EXERCISE OBJECTIVE -> Transcribe the listing below in its entirety, exactly.

GIVEN INFORMATION ->
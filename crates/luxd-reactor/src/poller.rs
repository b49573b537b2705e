//! poll(2) wrapper tracking read/write descriptor interest.
//!
//! The poller owns only the fd sets, not the handlers — the
//! `SelectServer` maps fds back to callbacks. Sets keep registration
//! order so the ready lists (and therefore dispatch) are deterministic.
//!
//! Error handling: EINTR is a spurious wake — report "nothing ready" and
//! let the caller re-evaluate timers. Anything else surfaces as
//! [`ReactorError::Poll`]; the run loop logs it and skips the wait for
//! one iteration rather than dying.

use std::fmt;
use std::os::unix::io::RawFd;
use std::time::Duration;

use crate::error::{errno, ReactorError, Result};

/// Descriptors reported ready by one [`Poller::wait`] call, in
/// registration order.
#[derive(Debug, Default)]
pub struct ReadyFds {
    pub readable: Vec<RawFd>,
    pub writable: Vec<RawFd>,
}

/// Read/write interest sets over poll(2).
pub struct Poller {
    read_fds: Vec<RawFd>,
    write_fds: Vec<RawFd>,
}

impl Poller {
    pub fn new() -> Self {
        Self {
            read_fds: Vec::new(),
            write_fds: Vec::new(),
        }
    }

    /// Track `fd` for read readiness. False if already tracked.
    pub fn add_read(&mut self, fd: RawFd) -> bool {
        if self.read_fds.contains(&fd) {
            return false;
        }
        self.read_fds.push(fd);
        true
    }

    pub fn remove_read(&mut self, fd: RawFd) -> bool {
        match self.read_fds.iter().position(|&f| f == fd) {
            Some(pos) => {
                self.read_fds.remove(pos);
                true
            }
            None => false,
        }
    }

    /// Track `fd` for write readiness. False if already tracked.
    pub fn add_write(&mut self, fd: RawFd) -> bool {
        if self.write_fds.contains(&fd) {
            return false;
        }
        self.write_fds.push(fd);
        true
    }

    pub fn remove_write(&mut self, fd: RawFd) -> bool {
        match self.write_fds.iter().position(|&f| f == fd) {
            Some(pos) => {
                self.write_fds.remove(pos);
                true
            }
            None => false,
        }
    }

    /// Block until a tracked descriptor is ready or `timeout` elapses.
    ///
    /// Tolerates an empty interest set (pure timer wait) and a zero
    /// timeout (immediate poll).
    pub fn wait(&mut self, timeout: Duration) -> Result<ReadyFds> {
        let mut pfds: Vec<libc::pollfd> = Vec::with_capacity(self.read_fds.len() + self.write_fds.len());
        for &fd in &self.read_fds {
            pfds.push(libc::pollfd {
                fd,
                events: libc::POLLIN,
                revents: 0,
            });
        }
        for &fd in &self.write_fds {
            match pfds.iter_mut().find(|p| p.fd == fd) {
                Some(p) => p.events |= libc::POLLOUT,
                None => pfds.push(libc::pollfd {
                    fd,
                    events: libc::POLLOUT,
                    revents: 0,
                }),
            }
        }

        // Round up so a sub-millisecond deadline does not degrade into a
        // zero-timeout busy loop.
        let mut millis = timeout.as_millis().min(i32::MAX as u128 - 1) as i32;
        if Duration::from_millis(millis as u64) < timeout {
            millis += 1;
        }
        let ret = unsafe { libc::poll(pfds.as_mut_ptr(), pfds.len() as libc::nfds_t, millis) };
        if ret < 0 {
            let err = errno();
            if err == libc::EINTR {
                // Spurious wake: nothing ready, timers get re-evaluated.
                return Ok(ReadyFds::default());
            }
            return Err(ReactorError::Poll(err));
        }

        let mut ready = ReadyFds::default();
        if ret == 0 {
            return Ok(ready);
        }
        // POLLERR/POLLHUP surface through the read callback so the owner
        // observes EOF/reset and closes; POLLNVAL means a stale
        // registration and is reported the same way.
        for &fd in &self.read_fds {
            if let Some(p) = pfds.iter().find(|p| p.fd == fd) {
                if p.revents & (libc::POLLIN | libc::POLLERR | libc::POLLHUP | libc::POLLNVAL) != 0 {
                    ready.readable.push(fd);
                }
            }
        }
        for &fd in &self.write_fds {
            if let Some(p) = pfds.iter().find(|p| p.fd == fd) {
                if p.revents & (libc::POLLOUT | libc::POLLERR | libc::POLLHUP | libc::POLLNVAL) != 0 {
                    ready.writable.push(fd);
                }
            }
        }
        Ok(ready)
    }
}

impl Default for Poller {
    fn default() -> Self {
        Self::new()
    }
}

impl fmt::Debug for Poller {
    fn fmt(&self, f: &mut fmt::Formatter<'_>) -> fmt::Result {
        f.debug_struct("Poller")
            .field("read_fds", &self.read_fds)
            .field("write_fds", &self.write_fds)
            .finish()
    }
}

#[cfg(test)]
mod tests {
    use super::*;
    use std::time::Instant;

    fn make_pipe() -> (RawFd, RawFd) {
        let mut fds = [0 as RawFd; 2];
        let ret = unsafe { libc::pipe2(fds.as_mut_ptr(), libc::O_NONBLOCK | libc::O_CLOEXEC) };
        assert_eq!(ret, 0);
        (fds[0], fds[1])
    }

    fn close(fd: RawFd) {
        unsafe { libc::close(fd) };
    }

    #[test]
    fn test_no_fds_pure_timer_wait() {
        let mut poller = Poller::new();
        let start = Instant::now();
        let ready = poller.wait(Duration::from_millis(30)).unwrap();
        assert!(ready.readable.is_empty() && ready.writable.is_empty());
        assert!(start.elapsed() >= Duration::from_millis(25));
    }

    #[test]
    fn test_zero_timeout_immediate() {
        let (r, w) = make_pipe();
        let mut poller = Poller::new();
        poller.add_read(r);
        let start = Instant::now();
        let ready = poller.wait(Duration::ZERO).unwrap();
        assert!(ready.readable.is_empty());
        assert!(start.elapsed() < Duration::from_millis(50));
        close(r);
        close(w);
    }

    #[test]
    fn test_readable_pipe() {
        let (r, w) = make_pipe();
        let mut poller = Poller::new();
        assert!(poller.add_read(r));
        assert!(!poller.add_read(r)); // duplicate

        let byte = [1u8];
        unsafe { libc::write(w, byte.as_ptr() as *const libc::c_void, 1) };

        let ready = poller.wait(Duration::from_secs(1)).unwrap();
        assert_eq!(ready.readable, vec![r]);
        close(r);
        close(w);
    }

    #[test]
    fn test_writable_pipe() {
        let (r, w) = make_pipe();
        let mut poller = Poller::new();
        poller.add_write(w);
        let ready = poller.wait(Duration::from_millis(100)).unwrap();
        assert_eq!(ready.writable, vec![w]);
        close(r);
        close(w);
    }

    #[test]
    fn test_ready_in_registration_order() {
        let (r1, w1) = make_pipe();
        let (r2, w2) = make_pipe();
        let mut poller = Poller::new();
        poller.add_read(r2);
        poller.add_read(r1);

        let byte = [1u8];
        unsafe {
            libc::write(w1, byte.as_ptr() as *const libc::c_void, 1);
            libc::write(w2, byte.as_ptr() as *const libc::c_void, 1);
        }
        let ready = poller.wait(Duration::from_secs(1)).unwrap();
        assert_eq!(ready.readable, vec![r2, r1]);
        for fd in [r1, w1, r2, w2] {
            close(fd);
        }
    }

    #[test]
    fn test_remove() {
        let (r, w) = make_pipe();
        let mut poller = Poller::new();
        poller.add_read(r);
        assert!(poller.remove_read(r));
        assert!(!poller.remove_read(r));

        let byte = [1u8];
        unsafe { libc::write(w, byte.as_ptr() as *const libc::c_void, 1) };
        let ready = poller.wait(Duration::ZERO).unwrap();
        assert!(ready.readable.is_empty());
        close(r);
        close(w);
    }
}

ANSWER BELOW ->
filename crates/luxd-reactor/src/poller.rs
repository b49573b537b2705e
//! poll(2) wrapper tracking read/write descriptor interest.
//!
//! The poller owns only the fd sets, not the handlers — the
//! `SelectServer` maps fds back to callbacks. Sets keep registration
//! order so the ready lists (and therefore dispatch) are deterministic.
//!
//! Error handling: EINTR is a spurious wake — report "nothing ready" and
//! let the caller re-evaluate timers. Anything else surfaces as
//! [`ReactorError::Poll`]; the run loop logs it and skips the wait for
//! one iteration rather than dying.

use std::fmt;
use std::os::unix::io::RawFd;
use std::time::Duration;

use crate::error::{errno, ReactorError, Result};

/// Descriptors reported ready by one [`Poller::wait`] call, in
/// registration order.
#[derive(Debug, Default)]
pub struct ReadyFds {
    pub readable: Vec<RawFd>,
    pub writable: Vec<RawFd>,
}

/// Read/write interest sets over poll(2).
pub struct Poller {
    read_fds: Vec<RawFd>,
    write_fds: Vec<RawFd>,
}

impl Poller {
    pub fn new() -> Self {
        Self {
            read_fds: Vec::new(),
            write_fds: Vec::new(),
        }
    }

    /// Track `fd` for read readiness. False if already tracked.
    pub fn add_read(&mut self, fd: RawFd) -> bool {
        if self.read_fds.contains(&fd) {
            return false;
        }
        self.read_fds.push(fd);
        true
    }

    pub fn remove_read(&mut self, fd: RawFd) -> bool {
        match self.read_fds.iter().position(|&f| f == fd) {
            Some(pos) => {
                self.read_fds.remove(pos);
                true
            }
            None => false,
        }
    }

    /// Track `fd` for write readiness. False if already tracked.
    pub fn add_write(&mut self, fd: RawFd) -> bool {
        if self.write_fds.contains(&fd) {
            return false;
        }
        self.write_fds.push(fd);
        true
    }

    pub fn remove_write(&mut self, fd: RawFd) -> bool {
        match self.write_fds.iter().position(|&f| f == fd) {
            Some(pos) => {
                self.write_fds.remove(pos);
                true
            }
            None => false,
        }
    }

    /// Block until a tracked descriptor is ready or `timeout` elapses.
    ///
    /// Tolerates an empty interest set (pure timer wait) and a zero
    /// timeout (immediate poll).
    pub fn wait(&mut self, timeout: Duration) -> Result<ReadyFds> {
        let mut pfds: Vec<libc::pollfd> = Vec::with_capacity(self.read_fds.len() + self.write_fds.len());
        for &fd in &self.read_fds {
            pfds.push(libc::pollfd {
                fd,
                events: libc::POLLIN,
                revents: 0,
            });
        }
        for &fd in &self.write_fds {
            match pfds.iter_mut().find(|p| p.fd == fd) {
                Some(p) => p.events |= libc::POLLOUT,
                None => pfds.push(libc::pollfd {
                    fd,
                    events: libc::POLLOUT,
                    revents: 0,
                }),
            }
        }

        // Round up so a sub-millisecond deadline does not degrade into a
        // zero-timeout busy loop.
        let mut millis = timeout.as_millis().min(i32::MAX as u128 - 1) as i32;
        if Duration::from_millis(millis as u64) < timeout {
            millis += 1;
        }
        let ret = unsafe { libc::poll(pfds.as_mut_ptr(), pfds.len() as libc::nfds_t, millis) };
        if ret < 0 {
            let err = errno();
            if err == libc::EINTR {
                // Spurious wake: nothing ready, timers get re-evaluated.
                return Ok(ReadyFds::default());
            }
            return Err(ReactorError::Poll(err));
        }

        let mut ready = ReadyFds::default();
        if ret == 0 {
            return Ok(ready);
        }
        // POLLERR/POLLHUP surface through the read callback so the owner
        // observes EOF/reset and closes; POLLNVAL means a stale
        // registration and is reported the same way.
        for &fd in &self.read_fds {
            if let Some(p) = pfds.iter().find(|p| p.fd == fd) {
                if p.revents & (libc::POLLIN | libc::POLLERR | libc::POLLHUP | libc::POLLNVAL) != 0 {
                    ready.readable.push(fd);
                }
            }
        }
        for &fd in &self.write_fds {
            if let Some(p) = pfds.iter().find(|p| p.fd == fd) {
                if p.revents & (libc::POLLOUT | libc::POLLERR | libc::POLLHUP | libc::POLLNVAL) != 0 {
                    ready.writable.push(fd);
                }
            }
        }
        Ok(ready)
    }
}

impl Default for Poller {
    fn default() -> Self {
        Self::new()
    }
}

impl fmt::Debug for Poller {
    fn fmt(&self, f: &mut fmt::Formatter<'_>) -> fmt::Result {
        f.debug_struct("Poller")
            .field("read_fds", &self.read_fds)
            .field("write_fds", &self.write_fds)
            .finish()
    }
}

#[cfg(test)]
mod tests {
    use super::*;
    use std::time::Instant;

    fn make_pipe() -> (RawFd, RawFd) {
        let mut fds = [0 as RawFd; 2];
        let ret = unsafe { libc::pipe2(fds.as_mut_ptr(), libc::O_NONBLOCK | libc::O_CLOEXEC) };
        assert_eq!(ret, 0);
        (fds[0], fds[1])
    }

    fn close(fd: RawFd) {
        unsafe { libc::close(fd) };
    }

    #[test]
    fn test_no_fds_pure_timer_wait() {
        let mut poller = Poller::new();
        let start = Instant::now();
        let ready = poller.wait(Duration::from_millis(30)).unwrap();
        assert!(ready.readable.is_empty() && ready.writable.is_empty());
        assert!(start.elapsed() >= Duration::from_millis(25));
    }

    #[test]
    fn test_zero_timeout_immediate() {
        let (r, w) = make_pipe();
        let mut poller = Poller::new();
        poller.add_read(r);
        let start = Instant::now();
        let ready = poller.wait(Duration::ZERO).unwrap();
        assert!(ready.readable.is_empty());
        assert!(start.elapsed() < Duration::from_millis(50));
        close(r);
        close(w);
    }

    #[test]
    fn test_readable_pipe() {
        let (r, w) = make_pipe();
        let mut poller = Poller::new();
        assert!(poller.add_read(r));
        assert!(!poller.add_read(r)); // duplicate

        let byte = [1u8];
        unsafe { libc::write(w, byte.as_ptr() as *const libc::c_void, 1) };

        let ready = poller.wait(Duration::from_secs(1)).unwrap();
        assert_eq!(ready.readable, vec![r]);
        close(r);
        close(w);
    }

    #[test]
    fn test_writable_pipe() {
        let (r, w) = make_pipe();
        let mut poller = Poller::new();
        poller.add_write(w);
        let ready = poller.wait(Duration::from_millis(100)).unwrap();
        assert_eq!(ready.writable, vec![w]);
        close(r);
        close(w);
    }

    #[test]
    fn test_ready_in_registration_order() {
        let (r1, w1) = make_pipe();
        let (r2, w2) = make_pipe();
        let mut poller = Poller::new();
        poller.add_read(r2);
        poller.add_read(r1);

        let byte = [1u8];
        unsafe {
            libc::write(w1, byte.as_ptr() as *const libc::c_void, 1);
            libc::write(w2, byte.as_ptr() as *const libc::c_void, 1);
        }
        let ready = poller.wait(Duration::from_secs(1)).unwrap();
        assert_eq!(ready.readable, vec![r2, r1]);
        for fd in [r1, w1, r2, w2] {
            close(fd);
        }
    }

    #[test]
    fn test_remove() {
        let (r, w) = make_pipe();
        let mut poller = Poller::new();
        poller.add_read(r);
        assert!(poller.remove_read(r));
        assert!(!poller.remove_read(r));

        let byte = [1u8];
        unsafe { libc::write(w, byte.as_ptr() as *const libc::c_void, 1) };
        let ready = poller.wait(Duration::ZERO).unwrap();
        assert!(ready.readable.is_empty());
        close(r);
        close(w);
    }
}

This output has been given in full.